+++ EXTRACTED RECORDS +++

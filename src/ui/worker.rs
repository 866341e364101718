//! # Filter Worker
//!
//! One long-lived background task owning the debounce timer. The render loop
//! pushes raw query strings at it (best-effort, drop-on-full: only the latest
//! matters) and it answers through a single-slot result cell, never blocking
//! either side.
//!
//! Query flow: every arriving string re-arms a 300ms quiet-period deadline;
//! only when the deadline fires with no newer query does the worker run the
//! fetch pipeline — apply (or reset) the name filter on the source, then list.
//! Source failures surface on the status line and abandon that one fetch; the
//! worker itself keeps running. Fetches never overlap: the pipeline is
//! awaited inline, a newer query re-debounces after it completes.

use std::sync::{Arc, Mutex};
use std::time::Duration;

use tokio::sync::{mpsc, oneshot};
use tokio::task::JoinHandle;
use tokio::time::Instant;

use crate::source::{Item, Source, SourceError};
use crate::ui::status::StatusLine;

/// Quiet period between the last keystroke and the fetch it triggers.
pub const DEBOUNCE_DELAY: Duration = Duration::from_millis(300);

/// Pending queries the render loop may burst before the worker drains them.
const QUERY_QUEUE_CAPACITY: usize = 64;

/// Single-slot handoff cell between the worker and the render loop.
///
/// `publish` overwrites any unconsumed snapshot — only the newest list
/// matters — and `take` never blocks the render thread.
#[derive(Debug, Clone, Default)]
pub struct ResultSlot {
    inner: Arc<Mutex<Option<Vec<Item>>>>,
}

impl ResultSlot {
    pub fn new() -> Self {
        Self::default()
    }

    pub fn publish(&self, items: Vec<Item>) {
        match self.inner.lock() {
            Ok(mut guard) => *guard = Some(items),
            Err(poisoned) => *poisoned.into_inner() = Some(items),
        }
    }

    pub fn take(&self) -> Option<Vec<Item>> {
        match self.inner.lock() {
            Ok(mut guard) => guard.take(),
            Err(poisoned) => poisoned.into_inner().take(),
        }
    }
}

/// Handle to the background filter task.
pub struct FilterWorker {
    query_tx: mpsc::Sender<String>,
    stop_tx: Option<oneshot::Sender<()>>,
    handle: JoinHandle<()>,
}

impl FilterWorker {
    /// Spawn the worker with the standard debounce delay. Performs one
    /// immediate unfiltered fetch so the list is populated at startup.
    pub fn spawn(source: Arc<dyn Source>, results: ResultSlot, status: StatusLine) -> Self {
        Self::spawn_with_delay(source, results, status, DEBOUNCE_DELAY)
    }

    /// Spawn with an explicit debounce delay (tests use short delays).
    pub fn spawn_with_delay(
        source: Arc<dyn Source>,
        results: ResultSlot,
        status: StatusLine,
        delay: Duration,
    ) -> Self {
        let (query_tx, query_rx) = mpsc::channel(QUERY_QUEUE_CAPACITY);
        let (stop_tx, stop_rx) = oneshot::channel();

        let task = WorkerTask {
            source,
            results,
            status,
            delay,
        };
        let handle = tokio::spawn(task.run(query_rx, stop_rx));

        Self {
            query_tx,
            stop_tx: Some(stop_tx),
            handle,
        }
    }

    /// Hand the latest query text to the worker. Non-blocking: when the
    /// queue is full the keystroke is simply dropped, a later edit will
    /// carry the final text anyway.
    pub fn send_query(&self, query: String) {
        let _ = self.query_tx.try_send(query);
    }

    /// Signal the worker to stop. Safe to call more than once; dropping the
    /// handle without calling it stops the worker too.
    pub fn stop(&mut self) {
        if let Some(stop_tx) = self.stop_tx.take() {
            let _ = stop_tx.send(());
        }
    }

    /// Await worker shutdown (used by tests to make teardown deterministic).
    pub async fn join(self) {
        let _ = self.handle.await;
    }
}

struct WorkerTask {
    source: Arc<dyn Source>,
    results: ResultSlot,
    status: StatusLine,
    delay: Duration,
}

enum FetchError {
    Filter(SourceError),
    List(SourceError),
}

impl WorkerTask {
    async fn run(self, mut query_rx: mpsc::Receiver<String>, mut stop_rx: oneshot::Receiver<()>) {
        // Initial population: no debounce, empty filter.
        self.fetch(String::new()).await;

        let mut pending: Option<String> = None;
        let mut deadline = Instant::now();

        loop {
            tokio::select! {
                query = query_rx.recv() => match query {
                    Some(query) => {
                        // Most-recent-wins: re-arm the quiet period.
                        pending = Some(query);
                        deadline = Instant::now() + self.delay;
                    }
                    None => break,
                },
                _ = &mut stop_rx => break,
                _ = tokio::time::sleep_until(deadline), if pending.is_some() => {
                    if let Some(query) = pending.take() {
                        self.fetch(query).await;
                    }
                }
            }
        }
    }

    /// Apply the filter, list, and publish. Errors abort this fetch only.
    async fn fetch(&self, query: String) {
        let source = Arc::clone(&self.source);
        let fetched = tokio::task::spawn_blocking(move || {
            let applied = if query.is_empty() {
                source.reset_filters()
            } else {
                source.set_filter_name(&query)
            };
            applied.map_err(FetchError::Filter)?;
            source.list().map_err(FetchError::List)
        })
        .await;

        match fetched {
            Ok(Ok(items)) => self.results.publish(items),
            Ok(Err(FetchError::Filter(e))) => self.status.set(format!("Filter error: {e}")),
            Ok(Err(FetchError::List(e))) => self.status.set(format!("List error: {e}")),
            Err(e) => self.status.set(format!("List error: {e}")),
        }
    }
}

/// Spawn a fire-and-forget launch of `item` via the source's `run`.
///
/// Status transitions are the only side effect: `Running:` synchronously,
/// then `Launched:` or `Run error:` from whatever thread the call completes
/// on. List and selection state are never touched.
pub fn spawn_launch(source: &Arc<dyn Source>, status: &StatusLine, item: Item) {
    status.set(format!("Running: {}", item.name));

    let source = Arc::clone(source);
    let status = status.clone();
    tokio::spawn(async move {
        let id = item.id.clone();
        let outcome = tokio::task::spawn_blocking(move || source.run(&id)).await;
        match outcome {
            Ok(Ok(())) => status.set(format!("Launched: {}", item.name)),
            Ok(Err(e)) => status.set(format!("Run error: {e}")),
            Err(e) => status.set(format!("Run error: {e}")),
        }
    });
}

+++

EXERCISE DETAILS:
Give back exactly the material above from its opening line to the line bearing "source, then list.".

WRITTEN SOLUTION:
filename src/ui/worker.rs
repository 866341e364101718
//! # Filter Worker
//!
//! One long-lived background task owning the debounce timer. The render loop
//! pushes raw query strings at it (best-effort, drop-on-full: only the latest
//! matters) and it answers through a single-slot result cell, never blocking
//! either side.
//!
//! Query flow: every arriving string re-arms a 300ms quiet-period deadline;
//! only when the deadline fires with no newer query does the worker run the
//! fetch pipeline — apply (or reset) the name filter on the source, then list.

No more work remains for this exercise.